Brief:
When you reach the line containing "use mouse::*;" in the records below, start copying exactly, and stop once you have copied the line containing "pub fn handle_paste(app: &mut".

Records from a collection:

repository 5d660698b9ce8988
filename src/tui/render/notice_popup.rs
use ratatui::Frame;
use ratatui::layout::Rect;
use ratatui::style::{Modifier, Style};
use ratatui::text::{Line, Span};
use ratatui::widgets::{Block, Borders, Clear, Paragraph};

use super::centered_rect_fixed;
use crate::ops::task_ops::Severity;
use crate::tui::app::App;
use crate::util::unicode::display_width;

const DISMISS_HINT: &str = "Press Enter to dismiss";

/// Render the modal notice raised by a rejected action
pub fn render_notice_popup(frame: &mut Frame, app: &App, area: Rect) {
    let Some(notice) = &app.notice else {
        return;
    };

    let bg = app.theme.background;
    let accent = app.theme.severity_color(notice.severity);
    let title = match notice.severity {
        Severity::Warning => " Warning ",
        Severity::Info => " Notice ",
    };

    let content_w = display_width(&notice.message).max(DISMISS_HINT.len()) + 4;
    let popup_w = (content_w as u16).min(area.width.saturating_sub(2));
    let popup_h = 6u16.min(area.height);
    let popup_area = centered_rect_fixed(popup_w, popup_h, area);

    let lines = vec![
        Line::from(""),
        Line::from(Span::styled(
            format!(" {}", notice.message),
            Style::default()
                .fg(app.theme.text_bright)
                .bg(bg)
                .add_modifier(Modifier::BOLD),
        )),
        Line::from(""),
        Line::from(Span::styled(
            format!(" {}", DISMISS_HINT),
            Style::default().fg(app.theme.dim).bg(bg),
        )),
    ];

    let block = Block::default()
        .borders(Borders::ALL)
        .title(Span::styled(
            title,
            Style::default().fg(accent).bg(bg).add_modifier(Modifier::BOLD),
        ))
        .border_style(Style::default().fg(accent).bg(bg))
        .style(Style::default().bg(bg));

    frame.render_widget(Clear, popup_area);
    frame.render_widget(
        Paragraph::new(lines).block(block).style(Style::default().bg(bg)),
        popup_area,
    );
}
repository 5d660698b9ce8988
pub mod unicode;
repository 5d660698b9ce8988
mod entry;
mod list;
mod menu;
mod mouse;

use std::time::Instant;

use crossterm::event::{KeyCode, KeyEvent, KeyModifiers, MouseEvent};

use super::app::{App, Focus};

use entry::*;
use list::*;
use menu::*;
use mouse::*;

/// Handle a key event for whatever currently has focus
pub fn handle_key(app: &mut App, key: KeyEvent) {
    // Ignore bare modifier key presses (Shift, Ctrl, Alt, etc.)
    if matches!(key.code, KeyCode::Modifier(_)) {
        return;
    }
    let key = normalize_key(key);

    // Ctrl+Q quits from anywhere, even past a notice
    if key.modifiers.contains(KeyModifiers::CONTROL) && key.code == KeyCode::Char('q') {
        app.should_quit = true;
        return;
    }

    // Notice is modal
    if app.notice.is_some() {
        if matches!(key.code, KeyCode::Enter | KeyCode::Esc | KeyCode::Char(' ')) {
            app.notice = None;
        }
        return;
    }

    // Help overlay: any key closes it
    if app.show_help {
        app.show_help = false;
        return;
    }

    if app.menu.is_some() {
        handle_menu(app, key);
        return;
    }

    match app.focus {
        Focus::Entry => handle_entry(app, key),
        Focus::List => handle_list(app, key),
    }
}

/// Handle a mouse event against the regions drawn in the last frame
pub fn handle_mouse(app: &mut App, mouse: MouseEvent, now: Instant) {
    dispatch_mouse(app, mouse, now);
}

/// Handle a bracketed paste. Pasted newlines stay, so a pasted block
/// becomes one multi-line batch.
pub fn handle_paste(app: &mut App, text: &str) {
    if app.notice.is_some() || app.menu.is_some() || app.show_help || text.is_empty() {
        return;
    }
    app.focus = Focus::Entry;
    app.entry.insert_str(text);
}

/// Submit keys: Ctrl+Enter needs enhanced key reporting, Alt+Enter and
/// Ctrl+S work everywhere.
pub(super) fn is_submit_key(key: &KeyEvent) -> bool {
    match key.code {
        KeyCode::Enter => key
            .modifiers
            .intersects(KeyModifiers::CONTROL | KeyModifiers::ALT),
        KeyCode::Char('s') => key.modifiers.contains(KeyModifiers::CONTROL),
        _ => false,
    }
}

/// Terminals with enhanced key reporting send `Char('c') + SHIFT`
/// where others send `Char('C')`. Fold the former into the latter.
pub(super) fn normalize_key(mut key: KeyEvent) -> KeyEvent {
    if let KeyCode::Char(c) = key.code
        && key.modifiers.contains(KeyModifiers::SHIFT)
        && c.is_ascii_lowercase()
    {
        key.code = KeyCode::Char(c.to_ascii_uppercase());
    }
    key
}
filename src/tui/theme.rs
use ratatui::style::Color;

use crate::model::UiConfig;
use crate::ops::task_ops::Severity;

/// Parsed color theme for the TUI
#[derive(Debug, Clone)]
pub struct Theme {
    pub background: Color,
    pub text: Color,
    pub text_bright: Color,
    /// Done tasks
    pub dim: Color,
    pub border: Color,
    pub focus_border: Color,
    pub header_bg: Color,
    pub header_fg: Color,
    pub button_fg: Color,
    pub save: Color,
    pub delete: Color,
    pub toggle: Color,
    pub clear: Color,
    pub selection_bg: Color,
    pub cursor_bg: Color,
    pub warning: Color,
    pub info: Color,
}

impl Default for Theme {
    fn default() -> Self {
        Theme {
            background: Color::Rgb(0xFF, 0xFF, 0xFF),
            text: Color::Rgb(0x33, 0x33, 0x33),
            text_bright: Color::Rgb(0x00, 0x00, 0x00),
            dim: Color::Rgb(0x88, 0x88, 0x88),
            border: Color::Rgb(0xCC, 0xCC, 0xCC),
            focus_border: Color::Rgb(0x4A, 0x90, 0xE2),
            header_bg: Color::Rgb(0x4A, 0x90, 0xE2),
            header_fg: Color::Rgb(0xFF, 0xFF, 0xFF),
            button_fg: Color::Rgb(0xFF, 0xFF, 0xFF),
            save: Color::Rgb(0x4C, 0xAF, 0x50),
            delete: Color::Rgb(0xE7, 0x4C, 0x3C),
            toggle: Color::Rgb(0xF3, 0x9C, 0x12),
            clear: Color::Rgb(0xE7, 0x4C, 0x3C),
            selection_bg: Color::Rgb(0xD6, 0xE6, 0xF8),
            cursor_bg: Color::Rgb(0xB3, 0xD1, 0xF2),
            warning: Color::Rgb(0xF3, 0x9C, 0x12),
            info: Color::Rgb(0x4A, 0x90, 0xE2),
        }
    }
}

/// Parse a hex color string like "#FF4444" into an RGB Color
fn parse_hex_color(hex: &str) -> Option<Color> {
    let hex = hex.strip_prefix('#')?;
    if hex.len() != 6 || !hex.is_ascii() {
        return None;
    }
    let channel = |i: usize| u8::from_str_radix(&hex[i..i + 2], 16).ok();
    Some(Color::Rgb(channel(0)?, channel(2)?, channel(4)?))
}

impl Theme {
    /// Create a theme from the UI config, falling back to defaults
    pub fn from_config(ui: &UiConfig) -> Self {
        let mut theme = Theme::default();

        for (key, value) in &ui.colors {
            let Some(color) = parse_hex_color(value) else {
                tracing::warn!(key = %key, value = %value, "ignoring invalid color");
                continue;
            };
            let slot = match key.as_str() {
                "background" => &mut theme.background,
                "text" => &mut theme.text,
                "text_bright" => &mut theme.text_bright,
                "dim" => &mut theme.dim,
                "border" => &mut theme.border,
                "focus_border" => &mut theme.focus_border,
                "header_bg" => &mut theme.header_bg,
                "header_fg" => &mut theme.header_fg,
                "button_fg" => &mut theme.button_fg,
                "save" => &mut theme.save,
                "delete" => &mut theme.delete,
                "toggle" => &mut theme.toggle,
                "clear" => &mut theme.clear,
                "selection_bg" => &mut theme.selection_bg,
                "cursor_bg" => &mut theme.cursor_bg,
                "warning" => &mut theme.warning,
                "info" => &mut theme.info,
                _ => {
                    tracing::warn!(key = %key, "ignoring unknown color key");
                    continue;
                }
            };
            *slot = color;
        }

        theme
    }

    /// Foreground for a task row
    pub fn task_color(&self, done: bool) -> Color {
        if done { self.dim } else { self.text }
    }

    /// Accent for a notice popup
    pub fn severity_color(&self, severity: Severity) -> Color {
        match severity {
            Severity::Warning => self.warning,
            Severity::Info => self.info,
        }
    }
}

Answer box:
use mouse::*;

/// Handle a key event for whatever currently has focus
pub fn handle_key(app: &mut App, key: KeyEvent) {
    // Ignore bare modifier key presses (Shift, Ctrl, Alt, etc.)
    if matches!(key.code, KeyCode::Modifier(_)) {
        return;
    }
    let key = normalize_key(key);

    // Ctrl+Q quits from anywhere, even past a notice
    if key.modifiers.contains(KeyModifiers::CONTROL) && key.code == KeyCode::Char('q') {
        app.should_quit = true;
        return;
    }

    // Notice is modal
    if app.notice.is_some() {
        if matches!(key.code, KeyCode::Enter | KeyCode::Esc | KeyCode::Char(' ')) {
            app.notice = None;
        }
        return;
    }

    // Help overlay: any key closes it
    if app.show_help {
        app.show_help = false;
        return;
    }

    if app.menu.is_some() {
        handle_menu(app, key);
        return;
    }

    match app.focus {
        Focus::Entry => handle_entry(app, key),
        Focus::List => handle_list(app, key),
    }
}

/// Handle a mouse event against the regions drawn in the last frame
pub fn handle_mouse(app: &mut App, mouse: MouseEvent, now: Instant) {
    dispatch_mouse(app, mouse, now);
}

/// Handle a bracketed paste. Pasted newlines stay, so a pasted block
/// becomes one multi-line batch.
pub fn handle_paste(app: &mut App, text: &str) {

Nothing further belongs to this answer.